Erste Leitlinien der neuen Museumsreform: Gratiseintritt für Kinder und Jugendliche

profil: Ministerin Claudia Schmied gewährt Einblicke Neue Invesititionen als "übergeordnete Anliegen"

Erste Leitlinien der neuen Museumsreform: Gratiseintritt für Kinder und Jugendliche © Bild: APA/Barbara Gindl

Wie das Nachrichtenmagazin "profil" in seiner aktuell erscheinenden Ausgabe berichtet, wird sich Kulturministerin Claudia Schmied im Rahmen der Museumsreform unter anderem für eine Expansion des Wiener Museums moderner Kunst einsetzen. Dies geht aus einem internen Thesenpapier hervor, das demnächst mit der Museumsdirektorenkonferenz debattiert werden wird.

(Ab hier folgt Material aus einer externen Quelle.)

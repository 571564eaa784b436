//! Core types and utilities for the valuation engine.

pub mod error;
pub mod snapshot;
pub mod stats;

pub use error::{EngineError, Result};
pub use snapshot::{normalize_ticker, FinancialSnapshot, Money, Timestamp};
pub use stats::DistributionStats;
//! DCF assumptions: discount-rate schedule and growth-path model.

use serde::{Deserialize, Serialize};

use crate::core::error::{EngineError, Result};

/// Discount-rate regime for the explicit forecast window.
///
/// One discounting routine consumes either variant by indexing the
/// schedule per forecast year.
#[derive(Debug, Clone, PartialEq, Serialize, Deserialize)]
pub enum WaccSchedule {
    /// A single rate applied to every forecast year.
    Constant(f64),
    /// One rate per forecast year, index 0 = year 1.
    PerYear(Vec<f64>),
}

impl WaccSchedule {
    /// Rate in effect for 1-based forecast year `year`.
    pub fn rate_for_year(&self, year: usize) -> f64 {
        match self {
            WaccSchedule::Constant(rate) => *rate,
            WaccSchedule::PerYear(rates) => rates[year - 1],
        }
    }

    /// Rate used for the terminal period (the final forecast year's).
    pub fn terminal_rate(&self) -> f64 {
        match self {
            WaccSchedule::Constant(rate) => *rate,
            WaccSchedule::PerYear(rates) => *rates.last().expect("validated non-empty"),
        }
    }

    /// Reject non-positive rates and path/horizon length mismatches.
    pub fn validate(&self, years: usize) -> Result<()> {
        match self {
            WaccSchedule::Constant(rate) => {
                if !rate.is_finite() || *rate <= 0.0 {
                    return Err(EngineError::invalid_parameter(format!(
                        "WACC must be positive, got {rate}"
                    )));
                }
            }
            WaccSchedule::PerYear(rates) => {
                if rates.len() != years {
                    return Err(EngineError::length_mismatch(years, rates.len()));
                }
                if let Some(bad) = rates.iter().find(|r| !r.is_finite() || **r <= 0.0) {
                    return Err(EngineError::invalid_parameter(format!(
                        "WACC path entries must be positive, got {bad}"
                    )));
                }
            }
        }
        Ok(())
    }
}

/// Default decay factor for the fading growth path.
pub const DEFAULT_GROWTH_DECAY: f64 = 0.8;

/// Free-cash-flow growth-path model for the explicit forecast window.
///
/// Deliberately injectable: swapping the model never touches discounting
/// or terminal-value code. Every variant yields a deterministic per-year
/// rate vector.
#[derive(Debug, Clone, PartialEq, Serialize, Deserialize)]
pub enum GrowthModel {
    /// Flat growth every forecast year.
    Constant { rate: f64 },
    /// Fading growth: year t of N grows at `initial * factor^(t/N)`.
    Decaying { initial: f64, factor: f64 },
    /// Externally derived per-year growth rates, index 0 = year 1.
    Explicit(Vec<f64>),
}

impl GrowthModel {
    /// Fading growth with the default decay factor.
    pub fn decaying(initial: f64) -> Self {
        GrowthModel::Decaying {
            initial,
            factor: DEFAULT_GROWTH_DECAY,
        }
    }

    /// Per-year growth rates for a horizon of `years`.
    pub fn rates(&self, years: usize) -> Result<Vec<f64>> {
        self.validate(years)?;
        Ok(match self {
            GrowthModel::Constant { rate } => vec![*rate; years],
            GrowthModel::Decaying { initial, factor } => (1..=years)
                .map(|t| initial * factor.powf(t as f64 / years as f64))
                .collect(),
            GrowthModel::Explicit(rates) => rates.clone(),
        })
    }

    /// Compound `base_fcff` through the growth path, producing the
    /// projected free cash flow for each forecast year.
    pub fn project(&self, base_fcff: f64, years: usize) -> Result<Vec<f64>> {
        let rates = self.rates(years)?;
        let mut level = base_fcff;
        Ok(rates
            .into_iter()
            .map(|g| {
                level *= 1.0 + g;
                level
            })
            .collect())
    }

    fn validate(&self, years: usize) -> Result<()> {
        let check = |rate: f64| -> Result<()> {
            if !rate.is_finite() || rate <= -1.0 {
                return Err(EngineError::invalid_parameter(format!(
                    "growth rate must be finite and above -100%, got {rate}"
                )));
            }
            Ok(())
        };
        match self {
            GrowthModel::Constant { rate } => check(*rate)?,
            GrowthModel::Decaying { initial, factor } => {
                check(*initial)?;
                if !factor.is_finite() || *factor <= 0.0 || *factor > 1.0 {
                    return Err(EngineError::invalid_parameter(format!(
                        "decay factor must be in (0, 1], got {factor}"
                    )));
                }
            }
            GrowthModel::Explicit(rates) => {
                if rates.len() != years {
                    return Err(EngineError::length_mismatch(years, rates.len()));
                }
                for &rate in rates {
                    check(rate)?;
                }
            }
        }
        Ok(())
    }
}

/// Assumptions driving one DCF valuation.
#[derive(Debug, Clone, PartialEq, Serialize, Deserialize)]
pub struct DcfAssumptions {
    /// Base WACC for the constant-rate regime and the sensitivity grid.
    pub wacc_base: f64,
    /// Optional per-year WACC path enabling the dynamic regime.
    pub wacc_path: Option<Vec<f64>>,
    /// Perpetual growth rate for the terminal value.
    pub terminal_growth: f64,
    /// Explicit forecast horizon in years.
    pub years: usize,
    /// Discount cash flows at mid-year rather than year-end.
    pub midyear: bool,
    /// Growth-path model applied to the base-year free cash flow.
    pub growth: GrowthModel,
}

impl DcfAssumptions {
    /// Assumptions with a constant growth path, year-end discounting and
    /// no dynamic regime.
    pub fn new(wacc_base: f64, terminal_growth: f64, years: usize, growth: GrowthModel) -> Self {
        Self {
            wacc_base,
            wacc_path: None,
            terminal_growth,
            years,
            midyear: false,
            growth,
        }
    }

    /// Enable mid-year discounting.
    pub fn with_midyear(mut self, midyear: bool) -> Self {
        self.midyear = midyear;
        self
    }

    /// Attach a per-year WACC path for the dynamic regime.
    pub fn with_wacc_path(mut self, path: Vec<f64>) -> Self {
        self.wacc_path = Some(path);
        self
    }

    /// Reject malformed assumptions before any projection runs.
    ///
    /// Terminal growth at or above the terminal-period WACC makes the
    /// Gordon formula divergent and is reported as a distinct error,
    /// never clamped.
    pub fn validate(&self) -> Result<()> {
        if self.years == 0 {
            return Err(EngineError::invalid_parameter(
                "forecast horizon must be at least one year",
            ));
        }
        if !self.terminal_growth.is_finite() {
            return Err(EngineError::invalid_parameter(format!(
                "terminal growth must be finite, got {}",
                self.terminal_growth
            )));
        }

        let constant = WaccSchedule::Constant(self.wacc_base);
        constant.validate(self.years)?;
        self.check_terminal(&constant)?;

        if let Some(path) = &self.wacc_path {
            let dynamic = WaccSchedule::PerYear(path.clone());
            dynamic.validate(self.years)?;
            self.check_terminal(&dynamic)?;
        }

        self.growth.validate(self.years)
    }

    fn check_terminal(&self, schedule: &WaccSchedule) -> Result<()> {
        let rate = schedule.terminal_rate();
        if self.terminal_growth >= rate {
            return Err(EngineError::divergent_terminal(rate, self.terminal_growth));
        }
        Ok(())
    }
}

#[cfg(test)]
mod tests {
    use super::*;
    use crate::core::error::EngineError;

    fn base_assumptions() -> DcfAssumptions {
        DcfAssumptions::new(0.09, 0.03, 10, GrowthModel::Constant { rate: 0.05 })
    }

    #[test]
    fn test_schedule_indexing() {
        let constant = WaccSchedule::Constant(0.08);
        assert_eq!(constant.rate_for_year(1), 0.08);
        assert_eq!(constant.rate_for_year(7), 0.08);
        assert_eq!(constant.terminal_rate(), 0.08);

        let path = WaccSchedule::PerYear(vec![0.10, 0.09, 0.08]);
        assert_eq!(path.rate_for_year(1), 0.10);
        assert_eq!(path.rate_for_year(3), 0.08);
        assert_eq!(path.terminal_rate(), 0.08);
    }

    #[test]
    fn test_schedule_validation() {
        assert!(WaccSchedule::Constant(0.0).validate(5).is_err());
        assert!(WaccSchedule::Constant(-0.05).validate(5).is_err());
        assert!(WaccSchedule::PerYear(vec![0.08; 4]).validate(5).is_err());
        assert!(WaccSchedule::PerYear(vec![0.08, 0.0]).validate(2).is_err());
        assert!(WaccSchedule::PerYear(vec![0.08, 0.07]).validate(2).is_ok());
    }

    #[test]
    fn test_constant_growth_projection() {
        let model = GrowthModel::Constant { rate: 0.05 };
        let fcff = model.project(1000.0, 3).unwrap();

        assert!((fcff[0] - 1050.0).abs() < 1e-9);
        assert!((fcff[1] - 1102.5).abs() < 1e-9);
        assert!((fcff[2] - 1157.625).abs() < 1e-9);
    }

    #[test]
    fn test_decaying_growth_is_monotone_fading() {
        let model = GrowthModel::decaying(0.10);
        let rates = model.rates(10).unwrap();

        for pair in rates.windows(2) {
            assert!(pair[1] < pair[0], "decay path must fade monotonically");
        }
        // Final-year rate is initial * factor.
        assert!((rates[9] - 0.10 * DEFAULT_GROWTH_DECAY).abs() < 1e-12);
        // Positive growth keeps the projection monotone increasing.
        let fcff = model.project(1000.0, 10).unwrap();
        for pair in fcff.windows(2) {
            assert!(pair[1] > pair[0]);
        }
    }

    #[test]
    fn test_explicit_growth_length_checked() {
        let model = GrowthModel::Explicit(vec![0.05, 0.04]);
        assert!(model.project(1000.0, 3).is_err());
        assert!(model.project(1000.0, 2).is_ok());
    }

    #[test]
    fn test_growth_rate_bounds() {
        assert!(GrowthModel::Constant { rate: -1.0 }.project(1000.0, 2).is_err());
        assert!(GrowthModel::Constant { rate: -0.5 }.project(1000.0, 2).is_ok());
        assert!(GrowthModel::Decaying {
            initial: 0.1,
            factor: 1.5
        }
        .rates(5)
        .is_err());
    }

    #[test]
    fn test_assumption_validation() {
        assert!(base_assumptions().validate().is_ok());

        let mut bad = base_assumptions();
        bad.years = 0;
        assert!(bad.validate().is_err());

        let mut bad = base_assumptions();
        bad.wacc_base = -0.01;
        assert!(bad.validate().is_err());
    }

    #[test]
    fn test_divergent_terminal_rejected() {
        let mut assumptions = base_assumptions();
        assumptions.terminal_growth = 0.09;
        match assumptions.validate() {
            Err(EngineError::DivergentTerminalValue { wacc, growth }) => {
                assert_eq!(wacc, 0.09);
                assert_eq!(growth, 0.09);
            }
            other => panic!("expected divergence error, got {other:?}"),
        }

        assumptions.terminal_growth = 0.10;
        assert!(assumptions.validate().is_err());
    }

    #[test]
    fn test_divergent_dynamic_terminal_rejected() {
        // Base WACC clears the terminal growth but the path's final year
        // does not.
        let assumptions = base_assumptions().with_wacc_path(vec![
            0.10, 0.09, 0.08, 0.07, 0.06, 0.05, 0.04, 0.035, 0.032, 0.03,
        ]);
        assert!(matches!(
            assumptions.validate(),
            Err(EngineError::DivergentTerminalValue { .. })
        ));
    }
}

"Innovative Projektförderungen" speziell für bildungspolitisch relevante Kunstvermittlungsunternehmungen sollen ebenso "zur Verfügung gestellt werden" wie ein grundsätzlicher Gratiseintritt in alle Bundesmuseen für Kinder und Jugendliche bis zum 18. Lebensjahr. "Das ist die Sammlung Österreich, die aus Steuergeldern finanziert ist, das muss in der Basisabgeltung entsprechend kalkuliert werden", erläutert die Ministerin im Gespräch mit profil. Die Frage, woher das Geld für solche teuren Pläne kommen soll, beantwortet Schmied ausweichend: "Es gibt Prioritäten. Einzelne kulturpolitische Investitionen müssen außer Streit stehen, weil sie der Republik zugute kommen. Da darf es nicht um parteipolitisches Kalkül gehen. Das sind übergeordnete Anliegen."

Absage an Holding
Einer möglichen "Museumsholding" erteilt Schmied eine klare Absage. "Wir dürfen die einzelnen Häuser nicht mit zu viel Kontrolle belasten." Doppelgleisigkeiten im Museumsbetrieb gelte es jedoch zu vermeiden, so die Ministerin: "Mein wirksamstes Instrument wird immer die Ressourcensteuerung bleiben. Es gibt einen Budgetkuchen, der nur einmal gebacken und verteilt wird." Die von Schmied angestrebte Museumsreform soll im kommenden Herbst in einen "umfangreichen Maßnahmenkatalog" münden.